Over 800,000 trees have been planted across the Western Ghats, Eastern Ghats, Meghalaya, and Karnataka.
Bengaluru (India CSR): As part of its continued efforts to preserve biodiversity, Himalaya Wellness Company, one of India’s leading wellness brands, has partnered with the Society for Environment and Biodiversity Conservation (SEBC), to plant an additional 100,000 saplings of indigenous trees in Maharashtra and Karnataka. Through this initiative, Himalaya aims to preserve and maintain the biodiversity-rich forests of these regions.
These 100,000 saplings are in addition to the 800,000 planted since 2012, with over 89 tree species, including rare-endangered-threatened species. Along with bringing back the lost flora and fauna and setting up ecological balance, this afforestation program will help improve soil moisture locally over a period. Himalaya’s continued collaboration with SEBC reinforces its commitment to preserve the ecosystem and lead the mission towards a greener planet. This program also creates awareness among the local community about the landscape and provides them with employment. Some of the native saplings include Ashoka, Neem, Bamboo, Fig, Guggulu, Meshwak, Peepal, and Moringa.

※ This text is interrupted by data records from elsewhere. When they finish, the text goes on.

use chrono::{DateTime, Utc};
use serde::{Deserialize, Serialize};
use sqlx::types::BigDecimal;
use thiserror::Error;
use uuid::Uuid;

use crate::utils::currency::sum_amounts;

#[derive(Debug, Serialize, Deserialize, Clone, Copy, sqlx::Type, PartialEq, Eq)]
#[sqlx(type_name = "contract_status", rename_all = "snake_case")]
#[serde(rename_all = "snake_case")]
pub enum ContractStatus {
    Draft,
    Active,
    Completed,
    Cancelled,
    Disputed,
}

#[derive(Debug, Serialize, Deserialize, Clone, Copy, sqlx::Type, PartialEq, Eq)]
#[sqlx(type_name = "milestone_status", rename_all = "snake_case")]
#[serde(rename_all = "snake_case")]
pub enum MilestoneStatus {
    Pending,
    InProgress,
    Submitted,
    Approved,
    Rejected,
    Paid,
}

#[derive(Debug, Error, PartialEq)]
pub enum TransitionError {
    #[error("Contract cannot move from {from:?} to {to:?}")]
    InvalidContractTransition {
        from: ContractStatus,
        to: ContractStatus,
    },

    #[error("Milestone cannot move from {from:?} to {to:?}")]
    InvalidMilestoneTransition {
        from: MilestoneStatus,
        to: MilestoneStatus,
    },

    #[error("Milestone work requires an active contract, contract is {0:?}")]
    ContractNotActive(ContractStatus),

    #[error("Milestone cannot be paid while the contract is {0:?}")]
    ContractNotPayable(ContractStatus),

    #[error("Milestone amounts sum to {sum} but the contract total is {total}")]
    AmountMismatch { total: BigDecimal, sum: BigDecimal },

    #[error("A contract needs at least one milestone")]
    NoMilestones,
}

impl ContractStatus {
    pub fn to_str(&self) -> &str {
        match self {
            ContractStatus::Draft => "draft",
            ContractStatus::Active => "active",
            ContractStatus::Completed => "completed",
            ContractStatus::Cancelled => "cancelled",
            ContractStatus::Disputed => "disputed",
        }
    }

    pub fn is_terminal(&self) -> bool {
        matches!(self, ContractStatus::Completed | ContractStatus::Cancelled)
    }

    pub fn can_transition_to(&self, to: ContractStatus) -> bool {
        use ContractStatus::*;
        matches!(
            (self, to),
            (Draft, Active)
                | (Draft, Cancelled)
                | (Active, Completed)
                | (Active, Cancelled)
                | (Active, Disputed)
                | (Disputed, Active)
                | (Disputed, Completed)
                | (Disputed, Cancelled)
        )
    }

    pub fn transition(self, to: ContractStatus) -> Result<ContractStatus, TransitionError> {
        if self.can_transition_to(to) {
            Ok(to)
        } else {
            Err(TransitionError::InvalidContractTransition { from: self, to })
        }
    }

    /// Milestones may only be marked paid while the contract is active or completed.
    pub fn allows_payment(&self) -> bool {
        matches!(self, ContractStatus::Active | ContractStatus::Completed)
    }
}

impl MilestoneStatus {
    pub fn to_str(&self) -> &str {
        match self {
            MilestoneStatus::Pending => "pending",
            MilestoneStatus::InProgress => "in_progress",
            MilestoneStatus::Submitted => "submitted",
            MilestoneStatus::Approved => "approved",
            MilestoneStatus::Rejected => "rejected",
            MilestoneStatus::Paid => "paid",
        }
    }

    pub fn can_transition_to(&self, to: MilestoneStatus) -> bool {
        use MilestoneStatus::*;
        matches!(
            (self, to),
            (Pending, InProgress)
                | (InProgress, Submitted)
                | (Submitted, Approved)
                | (Submitted, Rejected)
                | (Rejected, InProgress)
                | (Rejected, Submitted)
                | (Approved, Paid)
                // hold period elapsed without a client decision
                | (Submitted, Paid)
        )
    }
}

/// Validates a milestone move together with the status of its contract.
pub fn check_milestone_transition(
    contract_status: ContractStatus,
    from: MilestoneStatus,
    to: MilestoneStatus,
) -> Result<MilestoneStatus, TransitionError> {
    if !from.can_transition_to(to) {
        return Err(TransitionError::InvalidMilestoneTransition { from, to });
    }

    if to == MilestoneStatus::Paid {
        if !contract_status.allows_payment() {
            return Err(TransitionError::ContractNotPayable(contract_status));
        }
    } else if contract_status != ContractStatus::Active {
        return Err(TransitionError::ContractNotActive(contract_status));
    }

    Ok(to)
}

/// Milestone amounts must add up exactly to the contract total.
pub fn validate_milestone_amounts(
    total: &BigDecimal,
    amounts: &[BigDecimal],
) -> Result<(), TransitionError> {
    if amounts.is_empty() {
        return Err(TransitionError::NoMilestones);
    }

    let sum = sum_amounts(amounts);
    if &sum != total {
        return Err(TransitionError::AmountMismatch {
            total: total.clone(),
            sum,
        });
    }
    Ok(())
}

#[derive(Debug, Clone, Copy, PartialEq, Eq, Serialize)]
#[serde(rename_all = "snake_case")]
pub enum ContractParty {
    Client,
    Freelancer,
}

#[derive(Debug, Clone, Serialize, Deserialize, sqlx::FromRow)]
pub struct Contract {
    pub id: Uuid,
    pub project_id: Uuid,
    pub proposal_id: Uuid,
    pub client_id: Uuid,
    pub freelancer_id: Uuid,
    pub title: String,
    pub total_amount: BigDecimal,
    pub currency: String,
    pub status: ContractStatus,
    pub signed_by_client: bool,
    pub signed_by_freelancer: bool,
    pub started_at: Option<DateTime<Utc>>,
    pub completed_at: Option<DateTime<Utc>>,
    pub created_at: DateTime<Utc>,
    pub updated_at: DateTime<Utc>,
}

impl Contract {
    pub fn party(&self, user_id: Uuid) -> Option<ContractParty> {
        if self.client_id == user_id {
            Some(ContractParty::Client)
        } else if self.freelancer_id == user_id {
            Some(ContractParty::Freelancer)
        } else {
            None
        }
    }

    pub fn counterparty(&self, user_id: Uuid) -> Option<Uuid> {
        match self.party(user_id)? {
            ContractParty::Client => Some(self.freelancer_id),
            ContractParty::Freelancer => Some(self.client_id),
        }
    }
}

#[derive(Debug, Clone, Serialize, Deserialize, sqlx::FromRow)]
pub struct Milestone {
    pub id: Uuid,
    pub contract_id: Uuid,
    pub position: i32,
    pub title: String,
    pub description: Option<String>,
    pub amount: BigDecimal,
    pub due_date: Option<DateTime<Utc>>,
    pub status: MilestoneStatus,
    pub submission_note: Option<String>,
    pub rejection_reason: Option<String>,
    pub submitted_at: Option<DateTime<Utc>>,
    pub approved_at: Option<DateTime<Utc>>,
    pub paid_at: Option<DateTime<Utc>>,
    pub created_at: DateTime<Utc>,
    pub updated_at: DateTime<Utc>,
}

/// Milestone values used when a contract is first written.
#[derive(Debug, Clone)]
pub struct NewMilestone {
    pub title: String,
    pub description: Option<String>,
    pub amount: BigDecimal,
    pub due_date: Option<DateTime<Utc>>,
}

#[derive(Debug, Clone, Serialize)]
pub struct ContractWithMilestones {
    #[serde(flatten)]
    pub contract: Contract,
    pub milestones: Vec<Milestone>,
}

#[cfg(test)]
mod tests {
    use super::*;
    use std::str::FromStr;

    fn dec(s: &str) -> BigDecimal {
        BigDecimal::from_str(s).unwrap()
    }

    #[test]
    fn test_contract_lifecycle() {
        let status = ContractStatus::Draft;
        let status = status.transition(ContractStatus::Active).unwrap();
        let status = status.transition(ContractStatus::Disputed).unwrap();
        let status = status.transition(ContractStatus::Completed).unwrap();
        assert!(status.is_terminal());

        assert_eq!(
            ContractStatus::Cancelled.transition(ContractStatus::Active),
            Err(TransitionError::InvalidContractTransition {
                from: ContractStatus::Cancelled,
                to: ContractStatus::Active,
            })
        );
        assert!(!ContractStatus::Draft.can_transition_to(ContractStatus::Completed));
    }

    #[test]
    fn test_milestone_happy_path() {
        let contract = ContractStatus::Active;
        let mut status = MilestoneStatus::Pending;
        for next in [
            MilestoneStatus::InProgress,
            MilestoneStatus::Submitted,
            MilestoneStatus::Approved,
            MilestoneStatus::Paid,
        ] {
            status = check_milestone_transition(contract, status, next).unwrap();
        }
        assert_eq!(status, MilestoneStatus::Paid);
    }

    #[test]
    fn test_rejected_milestone_can_be_reworked() {
        let contract = ContractStatus::Active;
        let status =
            check_milestone_transition(contract, MilestoneStatus::Submitted, MilestoneStatus::Rejected)
                .unwrap();
        assert!(check_milestone_transition(contract, status, MilestoneStatus::InProgress).is_ok());
        assert!(check_milestone_transition(contract, status, MilestoneStatus::Paid).is_err());
    }

    #[test]
    fn test_cannot_pay_on_cancelled_contract() {
        let err = check_milestone_transition(
            ContractStatus::Cancelled,
            MilestoneStatus::Approved,
            MilestoneStatus::Paid,
        )
        .unwrap_err();
        assert_eq!(err, TransitionError::ContractNotPayable(ContractStatus::Cancelled));

        let err = check_milestone_transition(
            ContractStatus::Disputed,
            MilestoneStatus::Approved,
            MilestoneStatus::Paid,
        )
        .unwrap_err();
        assert_eq!(err, TransitionError::ContractNotPayable(ContractStatus::Disputed));

        assert!(check_milestone_transition(
            ContractStatus::Completed,
            MilestoneStatus::Approved,
            MilestoneStatus::Paid,
        )
        .is_ok());
    }

    #[test]
    fn test_cannot_approve_on_cancelled_contract() {
        let err = check_milestone_transition(
            ContractStatus::Cancelled,
            MilestoneStatus::Submitted,
            MilestoneStatus::Approved,
        )
        .unwrap_err();
        assert_eq!(err, TransitionError::ContractNotActive(ContractStatus::Cancelled));
    }

    #[test]
    fn test_milestone_amounts_must_match_total() {
        let total = dec("1000.00");
        assert!(validate_milestone_amounts(&total, &[dec("400.00"), dec("600")]).is_ok());

        let err = validate_milestone_amounts(&total, &[dec("400.00"), dec("500.00")]).unwrap_err();
        assert_eq!(
            err,
            TransitionError::AmountMismatch {
                total: dec("1000.00"),
                sum: dec("900.00"),
            }
        );
        assert_eq!(
            validate_milestone_amounts(&total, &[]),
            Err(TransitionError::NoMilestones)
        );
    }

    #[test]
    fn test_party_lookup() {
        let client = Uuid::new_v4();
        let freelancer = Uuid::new_v4();
        let now = Utc::now();
        let contract = Contract {
            id: Uuid::new_v4(),
            project_id: Uuid::new_v4(),
            proposal_id: Uuid::new_v4(),
            client_id: client,
            freelancer_id: freelancer,
            title: "Landing page".to_string(),
            total_amount: dec("500.00"),
            currency: "usd".to_string(),
            status: ContractStatus::Active,
            signed_by_client: true,
            signed_by_freelancer: true,
            started_at: Some(now),
            completed_at: None,
            created_at: now,
            updated_at: now,
        };

        assert_eq!(contract.party(client), Some(ContractParty::Client));
        assert_eq!(contract.counterparty(freelancer), Some(client));
        assert_eq!(contract.party(Uuid::new_v4()), None);
    }
}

Speaking on the initiative, Mr. KG Umesh, Director of Human Resources, Himalaya Wellness Company, says, “At the core of Himalaya is the belief to Care for Earth – the passion to preserve and protect the environment. We believe that investing in sustainable practices is important. Our aim is to plant a total of 1 million trees across India by the year 2023. We have been working towards this goal for over a decade through multiple biodiversity-related initiatives. There is significant scope for the intervention in tree planting and biodiversity conservation, and partnerships in this regard play a critical role.”

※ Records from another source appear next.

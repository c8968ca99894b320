use std::sync::Arc;

use axum::{
    extract::{Path, Query},
    http::StatusCode,
    response::IntoResponse,
    routing::{get, put},
    Extension, Json, Router,
};
use serde::Serialize;
use uuid::Uuid;
use validator::Validate;

use crate::{
    db::{chatdb::ChatExt, projectdb::ProjectExt, userdb::UserExt},
    dtos::{
        chatdtos::{CreateConversationDto, MessageQueryDto, SendMessageDto},
        userdtos::FilterUserDto,
        validation_error, ApiResponse,
    },
    error::HttpError,
    middleware::JWTAuthMiddeware,
    models::chatmodels::Conversation,
    service::realtime::ServerEvent,
    utils::sanitize::plain_text,
    AppState,
};

/// Mounted at `/conversations`.
pub fn chat_handler() -> Router {
    Router::new()
        .route("/", get(get_conversations).post(create_conversation))
        .route("/unread-count", get(get_unread_count))
        .route("/:conversation_id", get(get_conversation))
        .route(
            "/:conversation_id/messages",
            get(get_messages).post(send_message),
        )
        .route("/:conversation_id/read", put(mark_as_read))
}

#[derive(Debug, Serialize)]
pub struct ConversationView {
    #[serde(flatten)]
    pub conversation: Conversation,
    pub other_user: Option<FilterUserDto>,
    pub other_user_online: bool,
}

async fn conversation_view(
    app_state: &AppState,
    conversation: Conversation,
    user_id: Uuid,
) -> Result<ConversationView, HttpError> {
    let other_id = conversation.other_participant(user_id);
    let other_user = app_state
        .db_client
        .get_user(Some(other_id), None)
        .await
        .map_err(|e| HttpError::server_error(e.to_string()))?
        .map(|u| FilterUserDto::filter_user(&u));

    Ok(ConversationView {
        conversation,
        other_user,
        other_user_online: app_state.realtime.is_online(other_id).await,
    })
}

/// Loads a conversation the caller takes part in.
async fn load_conversation(
    app_state: &AppState,
    conversation_id: Uuid,
    user_id: Uuid,
) -> Result<Conversation, HttpError> {
    let conversation = app_state
        .db_client
        .get_conversation(conversation_id)
        .await
        .map_err(|e| HttpError::server_error(e.to_string()))?
        .ok_or_else(|| HttpError::not_found("Conversation not found"))?;

    if !conversation.has_participant(user_id) {
        return Err(HttpError::forbidden("You are not part of this conversation"));
    }
    Ok(conversation)
}

pub async fn create_conversation(
    Extension(app_state): Extension<Arc<AppState>>,
    Extension(auth): Extension<JWTAuthMiddeware>,
    Json(body): Json<CreateConversationDto>,
) -> Result<impl IntoResponse, HttpError> {
    body.validate().map_err(validation_error)?;

    if body.participant_id == auth.user.id {
        return Err(HttpError::bad_request(
            "You cannot start a conversation with yourself",
        ));
    }

    app_state
        .db_client
        .get_user(Some(body.participant_id), None)
        .await
        .map_err(|e| HttpError::server_error(e.to_string()))?
        .filter(|u| u.is_active)
        .ok_or_else(|| HttpError::not_found("User not found"))?;

    if let Some(project_id) = body.project_id {
        app_state
            .db_client
            .get_project(project_id)
            .await
            .map_err(|e| HttpError::server_error(e.to_string()))?
            .ok_or_else(|| HttpError::not_found("Project not found"))?;
    }

    let conversation = app_state
        .db_client
        .create_or_get_conversation(auth.user.id, body.participant_id, body.project_id)
        .await
        .map_err(|e| HttpError::server_error(e.to_string()))?;

    let view = conversation_view(&app_state, conversation, auth.user.id).await?;

    Ok((
        StatusCode::CREATED,
        Json(ApiResponse::success("Conversation ready", view)),
    ))
}

pub async fn get_conversations(
    Extension(app_state): Extension<Arc<AppState>>,
    Extension(auth): Extension<JWTAuthMiddeware>,
    Query(query): Query<MessageQueryDto>,
) -> Result<impl IntoResponse, HttpError> {
    query.validate().map_err(validation_error)?;

    let conversations = app_state
        .db_client
        .get_user_conversations(auth.user.id, query.limit(), query.offset())
        .await
        .map_err(|e| HttpError::server_error(e.to_string()))?;

    let mut views = Vec::with_capacity(conversations.len());
    for conversation in conversations {
        views.push(conversation_view(&app_state, conversation, auth.user.id).await?);
    }

    Ok(Json(ApiResponse::success("Conversations retrieved", views)))
}

pub async fn get_conversation(
    Extension(app_state): Extension<Arc<AppState>>,
    Extension(auth): Extension<JWTAuthMiddeware>,
    Path(conversation_id): Path<Uuid>,
) -> Result<impl IntoResponse, HttpError> {
    let conversation = load_conversation(&app_state, conversation_id, auth.user.id).await?;
    let view = conversation_view(&app_state, conversation, auth.user.id).await?;

    Ok(Json(ApiResponse::success("Conversation retrieved", view)))
}

pub async fn get_messages(
    Extension(app_state): Extension<Arc<AppState>>,
    Extension(auth): Extension<JWTAuthMiddeware>,
    Path(conversation_id): Path<Uuid>,
    Query(query): Query<MessageQueryDto>,
) -> Result<impl IntoResponse, HttpError> {
    query.validate().map_err(validation_error)?;
    load_conversation(&app_state, conversation_id, auth.user.id).await?;

    let messages = app_state
        .db_client
        .get_conversation_messages(conversation_id, query.limit(), query.offset())
        .await
        .map_err(|e| HttpError::server_error(e.to_string()))?;

    Ok(Json(ApiResponse::success("Messages retrieved", messages)))
}

pub async fn send_message(
    Extension(app_state): Extension<Arc<AppState>>,
    Extension(auth): Extension<JWTAuthMiddeware>,
    Path(conversation_id): Path<Uuid>,
    Json(body): Json<SendMessageDto>,
) -> Result<impl IntoResponse, HttpError> {
    body.validate().map_err(validation_error)?;
    let conversation = load_conversation(&app_state, conversation_id, auth.user.id).await?;

    let content = plain_text(&body.content);
    if content.is_empty() {
        return Err(HttpError::bad_request("Message cannot be empty"));
    }

    let message = app_state
        .db_client
        .send_message(conversation_id, auth.user.id, content)
        .await
        .map_err(|e| HttpError::server_error(e.to_string()))?;

    let recipient = conversation.other_participant(auth.user.id);
    app_state
        .realtime
        .emit_to_conversation_and_user(
            conversation_id,
            recipient,
            ServerEvent::NewMessage(message.clone()),
        )
        .await;

    if !app_state.realtime.is_online(recipient).await {
        app_state
            .notification_service
            .notify_quietly(
                recipient,
                "new_message",
                "New message",
                format!("{} sent you a message", auth.user.name),
                Some(serde_json::json!({ "conversation_id": conversation_id })),
            )
            .await;
    }

    Ok((
        StatusCode::CREATED,
        Json(ApiResponse::success("Message sent", message)),
    ))
}

pub async fn mark_as_read(
    Extension(app_state): Extension<Arc<AppState>>,
    Extension(auth): Extension<JWTAuthMiddeware>,
    Path(conversation_id): Path<Uuid>,
) -> Result<impl IntoResponse, HttpError> {
    load_conversation(&app_state, conversation_id, auth.user.id).await?;

    let count = app_state
        .db_client
        .mark_messages_as_read(conversation_id, auth.user.id)
        .await
        .map_err(|e| HttpError::server_error(e.to_string()))?;

    if count > 0 {
        app_state
            .realtime
            .emit_to_conversation(
                conversation_id,
                ServerEvent::MessagesRead {
                    conversation_id,
                    reader_id: auth.user.id,
                    count,
                },
                None,
            )
            .await;
    }

    Ok(Json(ApiResponse::success(
        "Messages marked as read",
        serde_json::json!({ "marked": count }),
    )))
}

pub async fn get_unread_count(
    Extension(app_state): Extension<Arc<AppState>>,
    Extension(auth): Extension<JWTAuthMiddeware>,
) -> Result<impl IntoResponse, HttpError> {
    let count = app_state
        .db_client
        .get_unread_message_count(auth.user.id)
        .await
        .map_err(|e| HttpError::server_error(e.to_string()))?;

    Ok(Json(ApiResponse::success(
        "Unread count retrieved",
        serde_json::json!({ "unread_count": count }),
    )))
}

“Our continued partnership with Himalaya over the years is proof that Himalaya and SEBC share the same vision of building a sustainable and greener tomorrow. Apart from maintaining the green cover, this social forestry project also ensures that local communities gain the required benefits,” says Dr. Shrinath Kavade, President, SEBC.

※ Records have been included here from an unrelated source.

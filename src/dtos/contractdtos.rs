use chrono::{DateTime, Utc};
use serde::{Deserialize, Serialize};
use validator::Validate;

use crate::{models::contractmodel::NewMilestone, utils::currency::money_from_f64};

#[derive(Validate, Debug, Default, Clone, Serialize, Deserialize)]
pub struct SubmitMilestoneDto {
    #[validate(length(max = 5000, message = "Note must not exceed 5000 characters"))]
    pub note: Option<String>,
}

#[derive(Validate, Debug, Clone, Serialize, Deserialize)]
pub struct RejectMilestoneDto {
    #[validate(length(min = 5, max = 5000, message = "Please explain what needs to change"))]
    pub reason: String,
}

#[derive(Validate, Debug, Clone, Serialize, Deserialize)]
pub struct MilestoneInputDto {
    #[validate(length(min = 2, max = 150, message = "Milestone title must be between 2-150 characters"))]
    pub title: String,

    #[validate(length(max = 2000))]
    pub description: Option<String>,

    #[validate(range(min = 1.0, message = "Milestone amount must be positive"))]
    pub amount: f64,

    pub due_date: Option<DateTime<Utc>>,
}

#[derive(Validate, Debug, Clone, Serialize, Deserialize)]
pub struct ReplaceMilestonesDto {
    #[validate]
    pub milestones: Vec<MilestoneInputDto>,
}

pub const MAX_MILESTONES: usize = 50;

impl ReplaceMilestonesDto {
    pub fn into_milestones(self) -> Result<Vec<NewMilestone>, String> {
        if self.milestones.is_empty() || self.milestones.len() > MAX_MILESTONES {
            return Err(format!("Between 1 and {} milestones", MAX_MILESTONES));
        }
        self.milestones
            .into_iter()
            .map(|m| {
                Ok(NewMilestone {
                    amount: money_from_f64(m.amount)?,
                    title: m.title,
                    description: m.description,
                    due_date: m.due_date,
                })
            })
            .collect()
    }
}

#[cfg(test)]
mod tests {
    use super::*;

    #[test]
    fn test_replace_milestones_requires_one() {
        let dto = ReplaceMilestonesDto { milestones: vec![] };
        assert!(dto.into_milestones().is_err());
    }

    #[test]
    fn test_milestone_title_fits_column() {
        let with_title = |len: usize| ReplaceMilestonesDto {
            milestones: vec![MilestoneInputDto {
                title: "w".repeat(len),
                description: None,
                amount: 100.0,
                due_date: None,
            }],
        };
        assert!(with_title(150).validate().is_ok());
        assert!(with_title(151).validate().is_err());
    }

    #[test]
    fn test_into_milestones() {
        let dto = ReplaceMilestonesDto {
            milestones: vec![MilestoneInputDto {
                title: "Wireframes".to_string(),
                description: None,
                amount: 250.5,
                due_date: None,
            }],
        };
        let milestones = dto.into_milestones().unwrap();
        assert_eq!(milestones[0].amount.to_string(), "250.50");
    }
}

The Western Ghats, known as one of the world’s eight biodiversity hotspots, house more than 1,500 endemic species of flowering plants and at least 500 unique species of fish, amphibians, reptiles, birds, and mammals. However, in the past few years, the Ghats have shrunk by 25% which is a significant concern. Hence, investing in sustainable practices is vital, and Himalaya has been addressing the need to safeguard biodiversity through its tree-planting initiative with the help of NGOs and universities.